The words of my internet pal, Vicki,
came to mind as well as the sounds of her muffled tears. "Cyn please
take a pain pill. You need them ....you will never sleep tonight with that
pain." I felt badly for being the
cause of her tears. Maybe I would take one, but no, I didn't want to become
dependent on them. What would happen the next
time I'm in the hospital and seeing doctors who do not know me, who would make it
their mission to get me off of them?
I fell asleep considering all this. I
slept for one half hour. Pain was
shrieking at me. My neck my shoulders, my spine, my ankles. I needed to stand
up NOW. My body just cannot stay in one
position for that long. I struggled to
stand falling back into the bed each time I tried to use just my core muscles
to sit up. Finally groaning, I managed to stand. I could not
put any weight on my feet..yet had to somehow stagger the three feet span of
floor to make it to my recliner. Pain
medication, regardless of how necessary it is, was not an option at the
moment...I couldn't make it to the other side of my tiny room to pull the bottle
out. I flipped on my laptop....would she
still be there? There she was....a green
ball of light next to her name.
“Vicki? Are you here?"
“Vicki? Are you here?"
"Yes,"
came the reply. "I knew you would be back.
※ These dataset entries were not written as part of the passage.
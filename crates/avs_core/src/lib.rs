//! AVS core: pure domain model, currency handling, session and office
//! contracts, and document layout.
pub mod currency;
mod document;
mod error;
mod model;
mod office;
mod profile;
mod session;
mod view_model;

pub use currency::{format_amount, parse_amount, ParseError};
pub use document::{
    build_document, generate_document, AvsDocument, Block, DrawOp, Section, MARGIN, PAGE_HEIGHT,
    PAGE_WIDTH, TABLE_COLUMNS, TABLE_ROW_HEIGHT,
};
pub use error::{DocumentError, StoreError};
pub use model::{
    AggregationBuilder, AggregationResult, FailedUrl, LineItem, ReceiptRecord, TripMetadata,
    DATE_FORMAT,
};
pub use office::{InMemoryOfficeConfig, OfficeConfig, OfficeConfigStore};
pub use profile::{resolve_profile, RequestKind, ServantType, TravelerProfile};
pub use session::{InMemorySession, SessionContext, SessionStore};
pub use view_model::AuthorizationSummary;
You can't reach the meds can you?
Why don't you keep one on your desk for times like these? Go and get one. I'll wait."I tried to remonstrate but she just would not hear my justifications. "You know you will be up the whole night
in pain. Please, Cynthia, take one, for me"
"Okay."
I did not want to make her tender heart cry.
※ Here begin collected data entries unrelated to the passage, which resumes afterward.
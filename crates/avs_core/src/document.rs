//! Travel-authorization layout: turns an aggregation, a traveler and the office
//! record into an ordered list of draw instructions for a rendering sink.
//!
//! Coordinates are PDF points on an A4 page with the origin at the bottom-left.

use avs_logging::{avs_info, avs_warn};
use chrono::NaiveDate;

use crate::model::DATE_FORMAT;
use crate::profile::{resolve_profile, RequestKind, ServantType};
use crate::{
    AggregationResult, DocumentError, LineItem, OfficeConfig, OfficeConfigStore, TravelerProfile,
    TripMetadata,
};

pub const PAGE_WIDTH: f32 = 595.0;
pub const PAGE_HEIGHT: f32 = 842.0;
pub const MARGIN: f32 = 40.0;

/// Left edges of the item table columns, followed by the right edge of the table.
pub const TABLE_COLUMNS: [f32; 5] = [MARGIN, 110.0, 180.0, 455.0, PAGE_WIDTH - MARGIN];
pub const TABLE_ROW_HEIGHT: f32 = 16.0;

const TITLE: &str = "AUTORIZAÇÃO DE VIAGEM E SUPRIMENTO - AVS";
const BODY_SIZE: f32 = 10.0;
const CHECKBOX_SIZE: f32 = 8.0;
const CELL_PADDING: f32 = 3.0;
// Roughly what fits in the description column at the body font size.
const DESCRIPTION_MAX_CHARS: usize = 48;

#[derive(Debug, Clone, Copy, PartialEq, Eq)]
pub enum Section {
    Header,
    RequestType,
    Identity,
    ServantType,
    Trip,
    ItemTable,
    Total,
    Banking,
    Signatures,
}

#[derive(Debug, Clone, PartialEq)]
pub enum DrawOp {
    Text {
        x: f32,
        y: f32,
        size: f32,
        bold: bool,
        text: String,
    },
    Rect {
        x: f32,
        y: f32,
        width: f32,
        height: f32,
    },
    Line {
        x1: f32,
        y1: f32,
        x2: f32,
        y2: f32,
    },
    CheckBox {
        x: f32,
        y: f32,
        size: f32,
        checked: bool,
    },
}

#[derive(Debug, Clone, PartialEq)]
pub struct Block {
    pub section: Section,
    pub ops: Vec<DrawOp>,
}

/// A finished single-page document.
#[derive(Debug, Clone, PartialEq)]
pub struct AvsDocument {
    pub sequence: u32,
    pub blocks: Vec<Block>,
}

impl AvsDocument {
    pub fn sections(&self) -> Vec<Section> {
        self.blocks.iter().map(|block| block.section).collect()
    }

    pub fn block(&self, section: Section) -> Option<&Block> {
        self.blocks.iter().find(|block| block.section == section)
    }

    /// All draw instructions in rendering order.
    pub fn instructions(&self) -> impl Iterator<Item = &DrawOp> {
        self.blocks.iter().flat_map(|block| block.ops.iter())
    }

    /// Every text run, in order. Handy for summaries and assertions.
    pub fn texts(&self) -> Vec<&str> {
        self.instructions()
            .filter_map(|op| match op {
                DrawOp::Text { text, .. } => Some(text.as_str()),
                _ => None,
            })
            .collect()
    }
}

/// Validate the request, then consume one sequence number and lay out the document.
///
/// Profile resolution and the empty-aggregation check run before the office
/// store is touched, so a refused request leaves the counter unchanged.
pub fn generate_document(
    profiles: &[TravelerProfile],
    profile_index: usize,
    office: &mut dyn OfficeConfigStore,
    aggregation: Option<&AggregationResult>,
    trip: &TripMetadata,
    issued_on: NaiveDate,
) -> Result<AvsDocument, DocumentError> {
    let profile = resolve_profile(profiles, profile_index).inspect_err(|err| {
        avs_warn!("Document refused: {}", err);
    })?;
    let aggregation = match aggregation {
        Some(result) if !result.is_empty() => result,
        _ => {
            avs_warn!("Document refused: nothing aggregated");
            return Err(DocumentError::EmptyAggregation);
        }
    };

    let config = office.load()?;
    let sequence = office.consume_sequence()?;
    let document = build_document(profile, &config, aggregation, trip, sequence, issued_on);
    avs_info!(
        "Built document sequence={} items={} total={}",
        sequence,
        aggregation.items.len(),
        aggregation.combined_total
    );
    Ok(document)
}

/// Pure layout of an already validated request.
pub fn build_document(
    profile: &TravelerProfile,
    config: &OfficeConfig,
    aggregation: &AggregationResult,
    trip: &TripMetadata,
    sequence: u32,
    issued_on: NaiveDate,
) -> AvsDocument {
    let mut layout = Layout::new();

    layout.header(config, sequence, issued_on);
    layout.request_type(RequestKind::from_request_type(&trip.request_type));
    layout.identity(profile);
    layout.servant_type(ServantType::from_stored(&profile.servant_type));
    layout.trip(config, trip);
    layout.item_table(&aggregation.items);
    layout.total(&aggregation.combined_total);
    layout.banking(profile);
    layout.signatures(profile, config, issued_on);

    AvsDocument {
        sequence,
        blocks: layout.blocks,
    }
}

struct Layout {
    blocks: Vec<Block>,
    cursor: f32,
}

impl Layout {
    fn new() -> Self {
        Self {
            blocks: Vec::new(),
            cursor: PAGE_HEIGHT - MARGIN,
        }
    }

    fn push(&mut self, section: Section, ops: Vec<DrawOp>) {
        self.blocks.push(Block { section, ops });
    }

    fn advance(&mut self, by: f32) -> f32 {
        self.cursor -= by;
        self.cursor
    }

    fn header(&mut self, config: &OfficeConfig, sequence: u32, issued_on: NaiveDate) {
        let y = self.advance(4.0);
        let mut ops = vec![text(MARGIN, y, 13.0, true, &config.office_name)];
        let y = self.advance(20.0);
        ops.push(text(MARGIN, y, 12.0, true, TITLE));
        ops.push(text(
            PAGE_WIDTH - MARGIN - 90.0,
            y,
            12.0,
            true,
            &format!("Nº {:04}/{}", sequence, issued_on.format("%Y")),
        ));
        let y = self.advance(8.0);
        ops.push(DrawOp::Line {
            x1: MARGIN,
            y1: y,
            x2: PAGE_WIDTH - MARGIN,
            y2: y,
        });
        self.push(Section::Header, ops);
    }

    fn request_type(&mut self, kind: RequestKind) {
        let y = self.advance(22.0);
        let mut ops = Vec::new();
        checkbox(&mut ops, MARGIN, y, kind.advance, "Adiantamento");
        checkbox(&mut ops, MARGIN + 160.0, y, kind.reimbursement, "Ressarcimento");
        self.push(Section::RequestType, ops);
    }

    fn identity(&mut self, profile: &TravelerProfile) {
        let mut ops = Vec::new();
        let y = self.advance(24.0);
        ops.push(labelled(MARGIN, y, "Nome", &profile.name));
        let y = self.advance(15.0);
        ops.push(labelled(MARGIN, y, "Cargo", &profile.job_title));
        let y = self.advance(15.0);
        ops.push(labelled(MARGIN, y, "Matrícula", &profile.registration));
        ops.push(labelled(MARGIN + 260.0, y, "CPF", &profile.tax_id));
        self.push(Section::Identity, ops);
    }

    fn servant_type(&mut self, matched: Option<ServantType>) {
        let y = self.advance(22.0);
        let mut ops = Vec::new();
        let mut x = MARGIN;
        for kind in ServantType::ALL {
            checkbox(&mut ops, x, y, matched == Some(kind), kind.label());
            x += 130.0;
        }
        self.push(Section::ServantType, ops);
    }

    fn trip(&mut self, config: &OfficeConfig, trip: &TripMetadata) {
        let y = self.advance(24.0);
        let ops = vec![
            labelled(MARGIN, y, "Origem", &config.departure_city),
            labelled(MARGIN + 260.0, y, "Destino", &trip.destination),
        ];
        self.push(Section::Trip, ops);
    }

    fn item_table(&mut self, items: &[LineItem]) {
        self.advance(14.0);
        let mut ops = Vec::new();
        self.table_row(&mut ops, ["Nº", "Data", "Descrição", "Valor (R$)"], true);
        for item in items {
            let description = truncate(&item.description, DESCRIPTION_MAX_CHARS);
            self.table_row(
                &mut ops,
                [&item.number, &item.date, &description, &item.value],
                false,
            );
        }
        self.push(Section::ItemTable, ops);
    }

    fn table_row(&mut self, ops: &mut Vec<DrawOp>, cells: [&str; 4], bold: bool) {
        let top = self.cursor;
        let bottom = self.advance(TABLE_ROW_HEIGHT);
        for (column, cell) in cells.iter().enumerate() {
            let left = TABLE_COLUMNS[column];
            let right = TABLE_COLUMNS[column + 1];
            ops.push(DrawOp::Rect {
                x: left,
                y: bottom,
                width: right - left,
                height: top - bottom,
            });
            ops.push(text(
                left + CELL_PADDING,
                bottom + 4.5,
                BODY_SIZE - 1.0,
                bold,
                cell,
            ));
        }
    }

    fn total(&mut self, combined_total: &str) {
        let height = 20.0;
        let bottom = self.advance(height + 8.0);
        let left = TABLE_COLUMNS[2];
        let ops = vec![
            DrawOp::Rect {
                x: left,
                y: bottom,
                width: TABLE_COLUMNS[4] - left,
                height,
            },
            text(
                left + CELL_PADDING,
                bottom + 6.0,
                11.0,
                true,
                &format!("VALOR TOTAL: R$ {combined_total}"),
            ),
        ];
        self.push(Section::Total, ops);
    }

    fn banking(&mut self, profile: &TravelerProfile) {
        let mut ops = Vec::new();
        let y = self.advance(30.0);
        ops.push(text(MARGIN, y, BODY_SIZE, true, "Dados bancários"));
        let y = self.advance(15.0);
        ops.push(labelled(MARGIN, y, "Banco", &profile.bank_name));
        ops.push(labelled(MARGIN + 200.0, y, "Agência", &profile.bank_agency));
        ops.push(labelled(MARGIN + 340.0, y, "Conta", &profile.account_number));
        self.push(Section::Banking, ops);
    }

    fn signatures(&mut self, profile: &TravelerProfile, config: &OfficeConfig, issued_on: NaiveDate) {
        let mut ops = Vec::new();
        let y = self.advance(30.0);
        ops.push(text(
            MARGIN,
            y,
            BODY_SIZE,
            false,
            &format!("{}, {}", config.departure_city, issued_on.format(DATE_FORMAT)),
        ));

        let line_y = self.advance(50.0);
        let width = 220.0;
        let right_x = PAGE_WIDTH - MARGIN - width;
        for (x, name, role) in [
            (MARGIN, profile.name.as_str(), "Servidor(a)"),
            (
                right_x,
                config.responsible_name.as_str(),
                config.responsible_title.as_str(),
            ),
        ] {
            ops.push(DrawOp::Line {
                x1: x,
                y1: line_y,
                x2: x + width,
                y2: line_y,
            });
            ops.push(text(x, line_y - 12.0, BODY_SIZE, false, name));
            ops.push(text(x, line_y - 24.0, BODY_SIZE - 1.0, false, role));
        }
        self.advance(24.0);
        self.push(Section::Signatures, ops);
    }
}

fn text(x: f32, y: f32, size: f32, bold: bool, value: &str) -> DrawOp {
    DrawOp::Text {
        x,
        y,
        size,
        bold,
        text: value.to_string(),
    }
}

fn labelled(x: f32, y: f32, label: &str, value: &str) -> DrawOp {
    text(x, y, BODY_SIZE, false, &format!("{label}: {value}"))
}

fn checkbox(ops: &mut Vec<DrawOp>, x: f32, y: f32, checked: bool, label: &str) {
    ops.push(DrawOp::CheckBox {
        x,
        y,
        size: CHECKBOX_SIZE,
        checked,
    });
    ops.push(text(x + CHECKBOX_SIZE + 4.0, y, BODY_SIZE, false, label));
}

fn truncate(value: &str, max_chars: usize) -> String {
    if value.chars().count() <= max_chars {
        return value.to_string();
    }
    let mut out: String = value.chars().take(max_chars.saturating_sub(3)).collect();
    out.push_str("...");
    out
}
This went on regularly. I was in pain from the moment ....well, I was
just in pain every moment. Finally,
in the hospital stay following my final hip surgery , they handed out those
morphine pills right on schedule for the
whole two weeks I spent in rehab, and
sure enough...when I got home, I found that my body now needed
them. This both enraged and worried me. But as my Pain Management doctor said
"At least you no longer look like something the cat dragged in." Nice.
But true.
I hurt more than I can explain to you. Words fail to communicate the type of pain that
I have. Pain meds are not considered these days to be
legitimate medications. It is the only field where they attempt to pass the
buck to Naturopathy or to non-traditional forms of treatment. My question in response to that
is..."Would you attempt open heart surgery with only hypnosis as a method
of pain relief? No, of course not. That is absurd.
These
witch hunters who oppose opiates and cite a high rate of overdose death also include in those statistics, deaths
from heroin overdosing. Heroin is
officially an opiate as well. Now let me ask you a question. If opioids are criminalized, people who have
unbearable pain must seek for relief elsewhere
due to the impossibility of legally receiving opioids such as oxycodone, while
safely being monitored and cared for by legitimate, licensed doctors. Yes, there are people who become dependent on
them. Their body adjusts to them and
comes to expect them…this is a normal situation. But it is NOT drug addiction. They do not
keep increasing their dose…they do not attempt to buy them illegally. They do
not enjoy the effects of the medication except for the fact that it does grant
relief from inexorable pain.
But
let me ask you. What will these people
do once the only proven method of obtaining relief is suddenly made illegal? Their pain will still be unbearable and their
body still will expect these meds…Their only option will be to resort to illegal,
un-monitored drugs such as heroin. And now, away from the care and wisdom of
their doctors, more people will die. Their
only other hope for obtaining relief will be God miraculously healing them or suicide . And sadly, you can expect the latter of those two options having heartbreaking increases in numbers as well. For myself, I rely on God's minute by minute allotment of Grace to get me from one moment to the next....but what about people who do not have His strength to depend on?
Does
there need to be some kind of solution or way of reducing the number of illicit
use of prescription pain medications? Yes…make the standards tougher. Make it
necessary for pain management doctors to keep up with current MRIs and other
tests to determine true need. Don’t
throw the baby out with the bathwater. Make
it harder for illegitimate opiod users to obtain their drugs and stop compromising
the care given to the legitimately ill or wounded. Pain specialist doctors should not be in fear
of losing their license if they are doing what needs to be done to help those
who truly need help and to send packing the seekers who cannot substantiate
their claims of needing opiods to make their pain tolerable.